Meinung Die Tour, die ARD und Düsseldorf
Als feststand, dass die NRW-Landeshauptstadt den Zuschlag für den „Grand Depart“ der Tour de France bekommen würde, dürfte das die ARD-Oberen nicht uneingeschränkt gefreut haben. Denn dass damit der Erwartungsdruck der Zuschauer steigt, weiterhin — und erst recht 2017 — die Tour de France in der ARD zu übertragen, versteht sich von selbst.
Es ist ja schwer vorstellbar, dass das wichtigste Radrennen der Welt in der Hauptstadt des bevölkerungsreichsten Bundeslandes startet, der öffentlich-rechtliche Rundfunk es aber nicht zeigt. Oder vielleicht doch?
Zumindest die ARD muss das glaubwürdig gegenüber den Tour-Veranstaltern behaupten. Denn solche „Selbstverständlichkeiten“ aus der Zuschauer-Perspektive sind in der Regel mit Preissteigerungen verbunden, die die ARD dringend vermeiden muss. Der einfachste Grund ist: Sie hat trotz Rekordeinnahmen aus dem Rundfunkbeitrag nichts zu verschenken, im Gegenteil, die Landesrundfunkanstalten müssen sparen.
Und bei der Tour-Übertragung geht es für das deutsche Fernsehen immer um zweistellige Millionen-Beträge. Die französische Amaury Sport Organisation (ASO), die für die Tour und die Vermarktung zuständig ist, dürfte also kaum zufällig den großen Auftakt der Tour in Düsseldorf abfeiern statt eine Runde um die Weinberge in Trier zu fahren.

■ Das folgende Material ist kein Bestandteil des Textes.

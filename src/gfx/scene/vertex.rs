//! # Render Export Data
//!
//! GPU-compatible plain-old-data views of the scene. The core never renders;
//! a renderer collaborator uploads these slices as-is with
//! [`bytemuck::cast_slice`].

use super::object::{Connector, SceneObject};

/// Per-instance data for one node box.
///
/// # Memory Layout
///
/// `#[repr(C)]` with three 16-byte rows, so the struct has no implicit
/// padding and can be uploaded directly as an instance buffer.
#[repr(C)]
#[derive(Copy, Clone, Debug, PartialEq, bytemuck::Pod, bytemuck::Zeroable)]
pub struct NodeInstance {
    /// World-space center [x, y, z]
    pub position: [f32; 3],
    /// Uniform scale
    pub scale: f32,
    /// Linear color [r, g, b, a]
    pub color: [f32; 4],
    /// Spin applied about the X and Y axes, in radians
    pub rotation: f32,
    pub _padding: [f32; 3],
}

impl From<&SceneObject> for NodeInstance {
    fn from(object: &SceneObject) -> Self {
        Self {
            position: object.position.into(),
            scale: object.scale,
            color: object.color.to_rgba(),
            rotation: object.rotation,
            _padding: [0.0; 3],
        }
    }
}

/// One end of a connector line.
#[repr(C)]
#[derive(Copy, Clone, Debug, PartialEq, bytemuck::Pod, bytemuck::Zeroable)]
pub struct LineVertex {
    pub position: [f32; 3],
    pub color: [f32; 3],
}

impl LineVertex {
    /// Both ends of `connector`, for a line-list topology
    pub fn pair(connector: &Connector) -> [LineVertex; 2] {
        let color = connector.color.to_rgb();
        [
            LineVertex {
                position: connector.start.into(),
                color,
            },
            LineVertex {
                position: connector.end.into(),
                color,
            },
        ]
    }
}
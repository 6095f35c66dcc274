//! Error types for editor operations.

use thiserror::Error;

/// Failures surfaced to the UI collaborator.
///
/// None of these are fatal: the model is left unchanged whenever one is
/// returned.
#[derive(Debug, Error)]
pub enum EditorError {
    #[error("no node with id `{0}`")]
    NodeNotFound(String),

    #[error("the root node cannot be deleted")]
    CannotDeleteRoot,

    #[error("no legend entry with id `{0}`")]
    LegendEntryNotFound(String),

    #[error("a legend entry needs a name")]
    EmptyLegendName,

    #[error("`{0}` is not a #rrggbb color")]
    InvalidColor(String),

    #[error("failed to decode archive: {0}")]
    Decode(#[from] serde_json::Error),
}

pub type Result<T> = std::result::Result<T, EditorError>;
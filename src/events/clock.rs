//! Time sources for deferred emissions.

use std::cell::Cell;
use std::rc::Rc;
use std::time::{Duration, Instant};

/// Source of "now" for the debouncer
pub trait Clock {
    fn now(&self) -> Instant;
}

/// Wall clock
#[derive(Debug, Clone, Copy, Default)]
pub struct SystemClock;

impl Clock for SystemClock {
    fn now(&self) -> Instant {
        Instant::now()
    }
}

/// A clock that only moves when told to.
///
/// Clones share the same time, so a test can keep one handle and give the
/// other to a bus.
#[derive(Debug, Clone)]
pub struct ManualClock {
    now: Rc<Cell<Instant>>,
}

impl ManualClock {
    pub fn new() -> Self {
        Self {
            now: Rc::new(Cell::new(Instant::now())),
        }
    }

    pub fn advance(&self, by: Duration) {
        self.now.set(self.now.get() + by);
    }
}

impl Default for ManualClock {
    fn default() -> Self {
        Self::new()
    }
}

impl Clock for ManualClock {
    fn now(&self) -> Instant {
        self.now.get()
    }
}
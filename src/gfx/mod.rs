//! # Graphics Module
//!
//! Everything on the renderable side of the editor. Nothing here draws; the
//! module decides which objects exist, where they sit, and how a drag maps
//! to a 3D position, and exports plain data for a renderer collaborator.
//!
//! ## Architecture Overview
//!
//! - **Scene Graph** ([`scene`]) - Objects and connectors derived from the model
//! - **Gizmos** ([`gizmos`]) - The axis-constrained translate handle
//! - **Picking** ([`picking`]) - Rays, bounding boxes, nearest-hit search
//! - **Color** ([`color`]) - `#rrggbb` parsing and float conversion

pub mod color;
pub mod gizmos;
pub mod picking;
pub mod scene;

// Re-export commonly used types
pub use color::Color;
pub use gizmos::{Axis, ManipulationController};
pub use picking::Ray;
pub use scene::SceneGraph;
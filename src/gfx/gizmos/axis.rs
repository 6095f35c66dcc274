//! The three world axes a translation handle can be dragged along.

use cgmath::Vector3;

use crate::gfx::color::Color;

#[derive(Debug, Clone, Copy, PartialEq, Eq, Hash)]
pub enum Axis {
    X,
    Y,
    Z,
}

impl Axis {
    pub const ALL: [Axis; 3] = [Axis::X, Axis::Y, Axis::Z];

    /// Unit direction of the axis
    pub fn direction(&self) -> Vector3<f32> {
        match self {
            Axis::X => Vector3::unit_x(),
            Axis::Y => Vector3::unit_y(),
            Axis::Z => Vector3::unit_z(),
        }
    }

    pub fn label(&self) -> &'static str {
        match self {
            Axis::X => "x",
            Axis::Y => "y",
            Axis::Z => "z",
        }
    }

    /// Handle color: X red, Y green, Z blue
    pub fn color(&self) -> Color {
        match self {
            Axis::X => Color::new(255, 0, 0),
            Axis::Y => Color::new(0, 255, 0),
            Axis::Z => Color::new(0, 0, 255),
        }
    }
}
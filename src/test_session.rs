//! Whole editing sessions through the editor context

#[cfg(test)]
mod tests {
    use crate::app::DiagramEditor;
    use crate::config::EditorConfig;
    use crate::error::EditorError;
    use crate::events::{ChangeKind, ChangePayload, ManualClock, NodeChanges};
    use crate::gfx::gizmos::Axis;
    use crate::gfx::picking::Ray;
    use crate::model::{Architecture, LegendEntry, Node};
    use crate::selection::SelectionEvent;
    use cgmath::Vector3;
    use std::cell::RefCell;
    use std::rc::Rc;
    use std::time::Duration;

    /// Root, four modules, two components under each: 13 nodes
    fn three_level_archive() -> Architecture {
        let mut root = Node::new("Platform", [0.0, 0.0, 0.0]).with_id("root");
        for m in 1..=4 {
            let x = m as f32 * 10.0 - 25.0;
            let mut module = Node::new(format!("Module {}", m), [x, 5.0, 0.0])
                .with_id(format!("m{}", m))
                .with_category("legend-modules");
            for c in 1..=2 {
                module = module.with_child(
                    Node::new(format!("Component {}.{}", m, c), [x, 8.0, c as f32 * 4.0 - 6.0])
                        .with_id(format!("m{}c{}", m, c))
                        .with_scale(0.6),
                );
            }
            root = root.with_child(module);
        }

        let mut archive = Architecture::new(root);
        archive.legend = vec![LegendEntry::new("legend-modules", "Modules", "#ff00ff")];
        archive.title = "TEST PLATFORM".to_string();
        archive
    }

    fn recorder(editor: &mut DiagramEditor) -> Rc<RefCell<Vec<ChangePayload>>> {
        let seen = Rc::new(RefCell::new(Vec::new()));
        let sink = Rc::clone(&seen);
        editor.subscribe(move |payload: &ChangePayload| {
            sink.borrow_mut().push(payload.clone());
            Ok(())
        });
        seen
    }

    fn loaded() -> DiagramEditor {
        let mut editor = DiagramEditor::default();
        editor.load(three_level_archive());
        editor
    }

    fn ray_onto_x_shaft(anchor: Vector3<f32>) -> Ray {
        Ray::new(anchor + Vector3::new(0.5, 5.0, 0.0), Vector3::new(0.0, -1.0, 0.0))
    }

    #[test]
    fn test_delete_module_drops_exactly_its_subtree() {
        let mut editor = loaded();
        assert_eq!(editor.object_count(), 13);
        assert_eq!(editor.connector_count(), 12);

        let siblings_before: Vec<_> = ["m2", "m2c1", "m2c2"]
            .iter()
            .map(|id| editor.object(id).unwrap())
            .collect();
        let rebuilds_before = editor.sync_metrics().rebuilds;

        editor.delete_node("m1").unwrap();

        assert_eq!(editor.object_count(), 10);
        assert_eq!(editor.connector_count(), 9);
        for id in ["m1", "m1c1", "m1c2"] {
            assert!(editor.object(id).is_none());
            assert!(editor.find_node(id).is_none());
        }
        let siblings_after: Vec<_> = ["m2", "m2c1", "m2c2"]
            .iter()
            .map(|id| editor.object(id).unwrap())
            .collect();
        assert_eq!(siblings_before, siblings_after);

        let metrics = editor.sync_metrics();
        assert_eq!(metrics.rebuilds, rebuilds_before);
        assert_eq!(metrics.removals, 3);
    }

    #[test]
    fn test_root_delete_is_refused() {
        let mut editor = loaded();
        let root = editor.model().root.id.clone();

        assert!(matches!(editor.delete_node(&root), Err(EditorError::CannotDeleteRoot)));
        assert!(matches!(editor.delete_node("nope"), Err(EditorError::NodeNotFound(_))));
        assert_eq!(editor.object_count(), 13);
    }

    #[test]
    fn test_debounced_moves_emit_once_with_last_position() {
        let clock = ManualClock::new();
        let config = EditorConfig::default().with_debounce_ms(100);
        let mut editor = DiagramEditor::with_clock(config, clock.clone());
        editor.load(three_level_archive());
        let seen = recorder(&mut editor);

        editor.set_position("m3", [1.0, 1.0, 1.0], true).unwrap();
        clock.advance(Duration::from_millis(50));
        editor.set_position("m3", [2.0, 2.0, 2.0], true).unwrap();
        clock.advance(Duration::from_millis(50));

        assert_eq!(editor.poll(), 0);
        assert!(editor.has_pending(ChangeKind::NodeUpdated));
        assert_eq!(editor.object("m3").unwrap().position, Vector3::new(5.0, 5.0, 0.0));
        assert_eq!(editor.find_node("m3").unwrap().pos, [2.0, 2.0, 2.0]);

        clock.advance(Duration::from_millis(50));
        assert_eq!(editor.poll(), 1);
        assert_eq!(
            *seen.borrow(),
            vec![ChangePayload::node_updated("m3", NodeChanges::position([2.0, 2.0, 2.0]))]
        );
        assert_eq!(editor.object("m3").unwrap().position, Vector3::new(2.0, 2.0, 2.0));
        assert_eq!(editor.connector_vertices().len(), 24);
    }

    #[test]
    fn test_drag_commits_to_model() {
        let mut editor = DiagramEditor::default();
        editor.load_sample();
        let seen = recorder(&mut editor);
        let component = editor.model().root.children[0].children[0].id.clone();

        editor.select(&component).unwrap();
        assert!(editor.gizmo_visible());
        let anchor = editor.gizmo_anchor();
        assert_eq!(anchor, Vector3::new(15.0, 8.0, 5.0));

        assert_eq!(editor.pointer_down(&ray_onto_x_shaft(anchor)), Some(Axis::X));
        assert!(editor.is_dragging());

        let ray = Ray::new(Vector3::new(20.0, 12.0, 30.0), Vector3::new(0.0, 0.0, -1.0));
        let point = editor.pointer_move(&ray).unwrap();
        assert_eq!(point, Vector3::new(20.0, 8.0, 5.0));
        assert!(seen.borrow().is_empty());
        assert_eq!(editor.find_node(&component).unwrap().pos, [15.0, 8.0, 5.0]);

        assert!(editor.pointer_up());
        assert!(!editor.is_dragging());
        assert_eq!(editor.find_node(&component).unwrap().pos, [20.0, 8.0, 5.0]);
        assert_eq!(
            *seen.borrow(),
            vec![ChangePayload::node_updated(
                component.as_str(),
                NodeChanges::position([20.0, 8.0, 5.0])
            )]
        );
        assert_eq!(editor.gizmo_anchor(), point);
        assert!(!editor.pointer_up());
    }

    #[test]
    fn test_deleting_selected_subtree_clears_selection() {
        let mut editor = loaded();
        let events = Rc::new(RefCell::new(Vec::new()));
        let sink = Rc::clone(&events);
        editor.on_select(move |event: &SelectionEvent| {
            sink.borrow_mut().push(event.clone());
            Ok(())
        });

        editor.select("m4c2").unwrap();
        assert!(editor.gizmo_visible());
        editor.delete_node("m4").unwrap();

        assert_eq!(editor.selected_id(), None);
        assert!(!editor.gizmo_visible());
        assert_eq!(
            *events.borrow(),
            vec![
                SelectionEvent::Selected("m4c2".to_string()),
                SelectionEvent::Deselected
            ]
        );
    }

    #[test]
    fn test_stale_selection_after_reload_degrades() {
        let mut editor = loaded();
        editor.select("m2c1").unwrap();

        editor.load_sample();

        assert_eq!(editor.selected_id().as_deref(), Some("m2c1"));
        assert!(!editor.gizmo_visible());
        let ray = ray_onto_x_shaft(editor.gizmo_anchor());
        assert_eq!(editor.pointer_down(&ray), None);
    }

    #[test]
    fn test_click_selects_nearest_or_clears() {
        let mut editor = loaded();
        let ray = Ray::new(Vector3::new(-15.0, 5.0, 20.0), Vector3::new(0.0, 0.0, -1.0));
        assert_eq!(editor.click(&ray).as_deref(), Some("m1"));

        let miss = Ray::new(Vector3::new(100.0, 0.0, 20.0), Vector3::new(0.0, 0.0, -1.0));
        assert_eq!(editor.click(&miss), None);
        assert!(!editor.gizmo_visible());
    }

    #[test]
    fn test_edit_mode_controls_gizmo() {
        let mut editor = DiagramEditor::new(EditorConfig::default().with_edit_mode(false));
        editor.load(three_level_archive());
        editor.select("m1").unwrap();
        assert!(!editor.gizmo_visible());

        editor.set_edit_mode(true);
        assert!(editor.gizmo_visible());
        assert_eq!(editor.gizmo_anchor(), Vector3::new(-15.0, 5.0, 0.0));
    }

    #[test]
    fn test_add_child_is_a_targeted_attach() {
        let mut editor = loaded();
        let rebuilds = editor.sync_metrics().rebuilds;

        let id = editor.add_child("m2").unwrap();

        let node = editor.find_node(&id).unwrap();
        assert_eq!(node.name, "New Node");
        assert_eq!(node.pos, [-5.0, 3.0, 0.0]);
        assert_eq!(editor.object_count(), 14);
        assert_eq!(editor.connector_count(), 13);
        assert_eq!(editor.sync_metrics().rebuilds, rebuilds);
        assert_eq!(editor.sync_metrics().additions, 1);
        assert!(matches!(editor.add_child("nope"), Err(EditorError::NodeNotFound(_))));
    }

    #[test]
    fn test_legend_edits() {
        let mut editor = loaded();
        assert_eq!(editor.color_of("m1").as_deref(), Some("#ff00ff"));

        let data = editor.add_legend_entry("Data", "#00ff00").unwrap();
        editor.assign_category("m1c1", Some(&data)).unwrap();
        assert_eq!(editor.color_of("m1c1").as_deref(), Some("#00ff00"));
        assert_eq!(editor.object("m1c1").unwrap().color.to_hex(), "#00ff00");

        editor.set_legend_color("legend-modules", "#123456").unwrap();
        assert_eq!(editor.object("m2").unwrap().color.to_hex(), "#123456");
        assert_eq!(editor.find_node("m2").unwrap().color.as_deref(), Some("#123456"));

        editor.remove_legend_entry("legend-modules").unwrap();
        let m2 = editor.find_node("m2").unwrap();
        assert_eq!(m2.category, None);
        assert_eq!(editor.color_of("m2").as_deref(), Some("#123456"));

        editor.assign_category("m1c1", None).unwrap();
        assert_eq!(editor.color_of("m1c1").as_deref(), Some("#666666"));

        assert!(matches!(
            editor.add_legend_entry("  ", "#ffffff"),
            Err(EditorError::EmptyLegendName)
        ));
        assert!(matches!(
            editor.add_legend_entry("Bad", "blue"),
            Err(EditorError::InvalidColor(_))
        ));
        assert!(matches!(
            editor.set_legend_color(&data, "#+f+f+f"),
            Err(EditorError::InvalidColor(_))
        ));
        assert!(matches!(
            editor.assign_category("m1", Some("missing")),
            Err(EditorError::LegendEntryNotFound(_))
        ));
    }

    #[test]
    fn test_failing_subscriber_does_not_stop_sync() {
        let mut editor = loaded();
        editor.subscribe(|_: &ChangePayload| Err(anyhow::anyhow!("observer broke")));

        editor.rename("m1", "Renamed").unwrap();
        editor.set_scale("m1", 2.0).unwrap();

        let object = editor.object("m1").unwrap();
        assert_eq!(object.name, "Renamed");
        assert_eq!(object.scale, 2.0);
    }

    #[test]
    fn test_json_roundtrip_and_title() {
        let mut editor = loaded();
        let seen = recorder(&mut editor);
        editor.set_title("RENAMED");
        assert!(seen.borrow().is_empty());

        let text = editor.to_json().unwrap();
        let mut other = DiagramEditor::default();
        other.load_json(&text).unwrap();

        assert_eq!(other.object_count(), 13);
        assert_eq!(other.model().title, "RENAMED");
        assert_eq!(other.color_of("m3c2"), editor.color_of("m3c2"));
        assert!(other.load_json("{ not json").is_err());
        assert_eq!(other.object_count(), 13);
    }

    #[test]
    fn test_reported_color_matches_rendered_color() {
        let mut editor = DiagramEditor::new(EditorConfig::default().with_default_color("#000000"));
        editor.load_sample();
        let root = editor.model().root.id.clone();

        assert_eq!(editor.color_of(&root).as_deref(), Some("#000000"));
        assert_eq!(editor.object(&root).unwrap().color.to_hex(), "#000000");

        editor.load(three_level_archive());
        editor.assign_category("m1c1", None).unwrap();
        assert_eq!(editor.color_of("m1c1").as_deref(), Some("#000000"));
        assert_eq!(editor.object("m1c1").unwrap().color.to_hex(), "#000000");
    }

    #[test]
    fn test_duplicate_ids_are_reassigned_on_load() {
        let json = r#"{
            "root": { "id": "R", "name": "R", "pos": [0, 0, 0], "children": [
                { "id": "dup", "name": "A", "pos": [1, 0, 0], "children": [
                    { "id": "a1", "name": "a1", "pos": [2, 0, 0] }
                ] },
                { "id": "dup", "name": "B", "pos": [-1, 0, 0] }
            ] }
        }"#;
        let mut editor = DiagramEditor::default();
        editor.load_json(json).unwrap();

        {
            let model = editor.model();
            assert_eq!(model.node_ids().len(), model.node_count());
        }
        assert_eq!(editor.object_count(), 4);

        editor.delete_node("dup").unwrap();
        assert!(editor.object("dup").is_none());
        assert!(editor.object("a1").is_none());
        assert_eq!(editor.object_count(), 2);
        let survivor = editor.model().root.children[0].id.clone();
        assert_eq!(editor.object(&survivor).unwrap().name, "B");
    }
}
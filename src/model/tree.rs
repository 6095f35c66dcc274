//! # Tree Operations
//!
//! The blessed operations over a node tree. Every structural change to the
//! model goes through one of these, so id uniqueness and the
//! undeletable-root rule are enforced in a single place.

use std::collections::HashSet;

use super::ids::mint_unique_id;
use super::legend::{find_entry, LegendEntry};
use super::node::Node;

/// Color used when neither the legend nor the node supplies one
pub const DEFAULT_COLOR: &str = "#666666";

/// Fill in missing ids across the tree.
///
/// Nodes that already carry an id are left untouched, so a second call is
/// a no-op. Returns the number of ids minted.
pub fn assign_ids(root: &mut Node) -> usize {
    let mut taken = collect_ids(root);
    fill_missing_ids(root, &mut taken)
}

fn fill_missing_ids(node: &mut Node, taken: &mut HashSet<String>) -> usize {
    let mut minted = 0;
    if !node.has_id() {
        node.id = mint_unique_id(taken);
        minted += 1;
    }
    for child in &mut node.children {
        minted += fill_missing_ids(child, taken);
    }
    minted
}

/// Re-mint every id that already appeared earlier in pre-order.
///
/// The first occurrence keeps its id. Returns the number of ids replaced.
pub fn dedupe_ids(root: &mut Node) -> usize {
    let mut taken = collect_ids(root);
    let mut seen = HashSet::new();
    let mut reminted = 0;
    visit_mut(root, &mut |node| {
        if !node.has_id() || seen.insert(node.id.clone()) {
            return;
        }
        let id = mint_unique_id(&mut taken);
        log::warn!(
            "Duplicate node id `{}` on `{}`, reassigned to `{}`",
            node.id,
            node.name,
            id
        );
        seen.insert(id.clone());
        node.id = id;
        reminted += 1;
    });
    reminted
}

/// Every non-empty id in the tree
pub fn collect_ids(root: &Node) -> HashSet<String> {
    let mut ids = HashSet::new();
    root.walk(&mut |node, _| {
        if node.has_id() {
            ids.insert(node.id.clone());
        }
    });
    ids
}

/// Pre-order depth-first search for `id`.
pub fn find_by_id<'a>(root: &'a Node, id: &str) -> Option<&'a Node> {
    if root.id == id {
        return Some(root);
    }
    root.children.iter().find_map(|child| find_by_id(child, id))
}

/// Mutable variant of [`find_by_id`].
pub fn find_by_id_mut<'a>(root: &'a mut Node, id: &str) -> Option<&'a mut Node> {
    if root.id == id {
        return Some(root);
    }
    root.children
        .iter_mut()
        .find_map(|child| find_by_id_mut(child, id))
}

/// Find the node whose children contain `id`.
pub fn find_parent<'a>(root: &'a Node, id: &str) -> Option<&'a Node> {
    if root.children.iter().any(|child| child.id == id) {
        return Some(root);
    }
    root.children.iter().find_map(|child| find_parent(child, id))
}

/// Remove the node with `id` and its whole subtree.
///
/// Refuses the root and returns `false`; otherwise returns `true` iff a
/// node was spliced out of its parent's children.
pub fn delete_by_id(root: &mut Node, id: &str) -> bool {
    if root.id == id {
        return false;
    }
    splice_out(root, id)
}

fn splice_out(parent: &mut Node, id: &str) -> bool {
    if let Some(idx) = parent.children.iter().position(|child| child.id == id) {
        parent.children.remove(idx);
        return true;
    }
    parent.children.iter_mut().any(|child| splice_out(child, id))
}

/// Append `child` under the node with `parent_id`.
///
/// Returns `false` when the parent does not exist; the child is dropped.
pub fn add_child(root: &mut Node, parent_id: &str, child: Node) -> bool {
    match find_by_id_mut(root, parent_id) {
        Some(parent) => {
            parent.children.push(child);
            true
        }
        None => false,
    }
}

/// Visit every node mutably, parents before children.
pub fn visit_mut<F>(node: &mut Node, visit: &mut F)
where
    F: FnMut(&mut Node),
{
    visit(node);
    for child in &mut node.children {
        visit_mut(child, visit);
    }
}

/// Ids of every descendant of `id` (not including `id` itself), in pre-order.
///
/// `None` when `id` is not in the tree.
pub fn collect_descendant_ids(root: &Node, id: &str) -> Option<Vec<String>> {
    let node = find_by_id(root, id)?;
    let mut ids = Vec::with_capacity(node.subtree_len().saturating_sub(1));
    for child in &node.children {
        child.walk(&mut |descendant, _| ids.push(descendant.id.clone()));
    }
    Some(ids)
}

/// Resolve the display color of a node.
///
/// Legend entry referenced by `category` first, then the node's own color,
/// then [`DEFAULT_COLOR`].
pub fn get_color<'a>(node: &'a Node, legend: &'a [LegendEntry]) -> &'a str {
    get_color_or(node, legend, DEFAULT_COLOR)
}

/// [`get_color`] with a caller-supplied fallback instead of [`DEFAULT_COLOR`].
pub fn get_color_or<'a>(node: &'a Node, legend: &'a [LegendEntry], default: &'a str) -> &'a str {
    if let Some(color) = node
        .category
        .as_deref()
        .and_then(|category| find_entry(legend, category))
        .and_then(LegendEntry::color)
    {
        return color;
    }

    match node.color.as_deref() {
        Some(color) if !color.is_empty() => color,
        _ => default,
    }
}

/// Reconcile node colors with the legend after a load.
///
/// Category-only nodes get their color hydrated from the entry; color-only
/// nodes whose color matches an entry (case-insensitively) get that entry as
/// their category.
pub fn map_colors_to_legend(node: &mut Node, legend: &[LegendEntry]) {
    if legend.is_empty() {
        return;
    }

    match (node.category.as_deref(), node.color.as_deref()) {
        (Some(category), None) => {
            if let Some(color) = find_entry(legend, category).and_then(LegendEntry::color) {
                node.color = Some(color.to_string());
            }
        }
        (None, Some(color)) => {
            if let Some(entry) = legend.iter().find(|entry| entry.matches_color(color)) {
                node.category = Some(entry.id.clone());
            }
        }
        _ => {}
    }

    for child in &mut node.children {
        map_colors_to_legend(child, legend);
    }
}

Die ARD ist erst 2015 wieder in die Übertragungen eingestiegen, der Vertrag galt für die Tour 2016 einschließlich, aber es gibt keinen Automatismus einer Verlängerung — und darf ihn auch nicht geben. In den Zeiten, in denen die Tour (mit prominenter deutscher Beteiligung) zu einer Apotheken-Rundfahrt verkommen war, verbot es sich regelrecht, den kriminellen Drogenmissbrauch auch noch live im Fernsehen zu zeigen.
Tour-Direktor Christian Prudhomme hat allerdings recht, wenn er zur Kenntnis genommen haben möchte, dass der Profi-Radsport zumindest im Bereich der Tour seine Hausaufgaben gemacht hat. Es spricht viel dafür, dass die ARD sich entsprechend für eine Fortsetzung der Übertragung entscheidet.
Für Düsseldorf (und auch seine Mitgewinner Mettmann, Erkrath, Ratingen, Neuss, Meerbusch, Mönchengladbach und Aachen) hängt an der ARD-Entscheidung, wie einfach oder schwer sich ihr Engagement durch Sponsoren und Werbepartner refinanzieren lässt. Natürlich steigt ein Sponsor lieber in ein Weltereignis ein, dass auch im Fernsehen übertragen wird, als in eines, dass lediglich zwei Millionen Menschen am Straßenrand sehen.
Das Interesse der Städte ist somit klar. Bisher sind sie so klug, daraus keine Forderungen abzuleiten. In ihrem eigenen Interesse ist ihnen zu wünschen, dass sich das alle Lokalpolitiker noch eine Weile merken können.